## AIM OF THE TASK
Make an exact copy of the lines below.

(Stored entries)
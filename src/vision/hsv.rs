//! 8-bit RGB → HSV conversion and the green-band threshold.
//!
//! Channel scales follow the common 8-bit convention: hue in `0..180`
//! (degrees halved), saturation and value in `0..=255`.

use image::{Rgb, RgbImage};

use super::mask::{BinaryMask, KERNEL_SIZE};

/// One pixel in 8-bit HSV.
#[derive(Debug, Clone, Copy, PartialEq, Eq)]
pub struct Hsv8 {
    pub h: u8,
    pub s: u8,
    pub v: u8,
}

impl Hsv8 {
    pub fn from_rgb(Rgb([r, g, b]): Rgb<u8>) -> Self {
        let (rf, gf, bf) = (f32::from(r), f32::from(g), f32::from(b));
        let max = rf.max(gf).max(bf);
        let min = rf.min(gf).min(bf);
        let delta = max - min;

        let s = if max > 0.0 { 255.0 * delta / max } else { 0.0 };

        let mut hue_deg = if delta == 0.0 {
            0.0
        } else if max == rf {
            60.0 * (gf - bf) / delta
        } else if max == gf {
            120.0 + 60.0 * (bf - rf) / delta
        } else {
            240.0 + 60.0 * (rf - gf) / delta
        };
        if hue_deg < 0.0 {
            hue_deg += 360.0;
        }

        // 360° wraps to 0 on the halved scale.
        let h = (hue_deg / 2.0).round() as u16 % 180;
        Self {
            h: h as u8,
            s: s.round() as u8,
            v: max as u8,
        }
    }
}

/// Inclusive HSV box.
#[derive(Debug, Clone, Copy, PartialEq, Eq)]
pub struct HsvRange {
    pub low: Hsv8,
    pub high: Hsv8,
}

impl HsvRange {
    /// Duckweed green under typical daylight and LED grow lights.
    pub const DUCKWEED_GREEN: Self = Self {
        low: Hsv8 { h: 35, s: 40, v: 40 },
        high: Hsv8 { h: 85, s: 255, v: 255 },
    };

    pub fn contains(&self, px: Hsv8) -> bool {
        (self.low.h..=self.high.h).contains(&px.h)
            && (self.low.s..=self.high.s).contains(&px.s)
            && (self.low.v..=self.high.v).contains(&px.v)
    }
}

impl Default for HsvRange {
    fn default() -> Self {
        Self::DUCKWEED_GREEN
    }
}

/// Raw in-range mask, before any morphology.
pub fn threshold_mask(frame: &RgbImage, range: &HsvRange) -> BinaryMask {
    BinaryMask::from_fn(frame.width() as usize, frame.height() as usize, |x, y| {
        range.contains(Hsv8::from_rgb(*frame.get_pixel(x as u32, y as u32)))
    })
}

/// Threshold, then one opening and one closing with the 5×5 element.
pub fn green_mask(frame: &RgbImage, range: &HsvRange) -> BinaryMask {
    threshold_mask(frame, range)
        .open(KERNEL_SIZE)
        .close(KERNEL_SIZE)
}

/// Coverage percentage from the colour heuristic.  Deterministic.
pub fn hsv_coverage(frame: &RgbImage, range: &HsvRange) -> f64 {
    green_mask(frame, range).coverage_pct()
}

## RESPONSE AREA
filename src/vision/hsv.rs
//! 8-bit RGB → HSV conversion and the green-band threshold.
//!
//! Channel scales follow the common 8-bit convention: hue in `0..180`
//! (degrees halved), saturation and value in `0..=255`.

use image::{Rgb, RgbImage};

use super::mask::{BinaryMask, KERNEL_SIZE};

/// One pixel in 8-bit HSV.
#[derive(Debug, Clone, Copy, PartialEq, Eq)]
pub struct Hsv8 {
    pub h: u8,
    pub s: u8,
    pub v: u8,
}

impl Hsv8 {
    pub fn from_rgb(Rgb([r, g, b]): Rgb<u8>) -> Self {
        let (rf, gf, bf) = (f32::from(r), f32::from(g), f32::from(b));
        let max = rf.max(gf).max(bf);
        let min = rf.min(gf).min(bf);
        let delta = max - min;

        let s = if max > 0.0 { 255.0 * delta / max } else { 0.0 };

        let mut hue_deg = if delta == 0.0 {
            0.0
        } else if max == rf {
            60.0 * (gf - bf) / delta
        } else if max == gf {
            120.0 + 60.0 * (bf - rf) / delta
        } else {
            240.0 + 60.0 * (rf - gf) / delta
        };
        if hue_deg < 0.0 {
            hue_deg += 360.0;
        }

        // 360° wraps to 0 on the halved scale.
        let h = (hue_deg / 2.0).round() as u16 % 180;
        Self {
            h: h as u8,
            s: s.round() as u8,
            v: max as u8,
        }
    }
}

/// Inclusive HSV box.
#[derive(Debug, Clone, Copy, PartialEq, Eq)]
pub struct HsvRange {
    pub low: Hsv8,
    pub high: Hsv8,
}

impl HsvRange {
    /// Duckweed green under typical daylight and LED grow lights.
    pub const DUCKWEED_GREEN: Self = Self {
        low: Hsv8 { h: 35, s: 40, v: 40 },
        high: Hsv8 { h: 85, s: 255, v: 255 },
    };

    pub fn contains(&self, px: Hsv8) -> bool {
        (self.low.h..=self.high.h).contains(&px.h)
            && (self.low.s..=self.high.s).contains(&px.s)
            && (self.low.v..=self.high.v).contains(&px.v)
    }
}

impl Default for HsvRange {
    fn default() -> Self {
        Self::DUCKWEED_GREEN
    }
}

/// Raw in-range mask, before any morphology.
pub fn threshold_mask(frame: &RgbImage, range: &HsvRange) -> BinaryMask {
    BinaryMask::from_fn(frame.width() as usize, frame.height() as usize, |x, y| {
        range.contains(Hsv8::from_rgb(*frame.get_pixel(x as u32, y as u32)))
    })
}

/// Threshold, then one opening and one closing with the 5×5 element.
pub fn green_mask(frame: &RgbImage, range: &HsvRange) -> BinaryMask {
    threshold_mask(frame, range)
        .open(KERNEL_SIZE)
        .close(KERNEL_SIZE)
}

/// Coverage percentage from the colour heuristic.  Deterministic.
pub fn hsv_coverage(frame: &RgbImage, range: &HsvRange) -> f64 {
    green_mask(frame, range).coverage_pct()
}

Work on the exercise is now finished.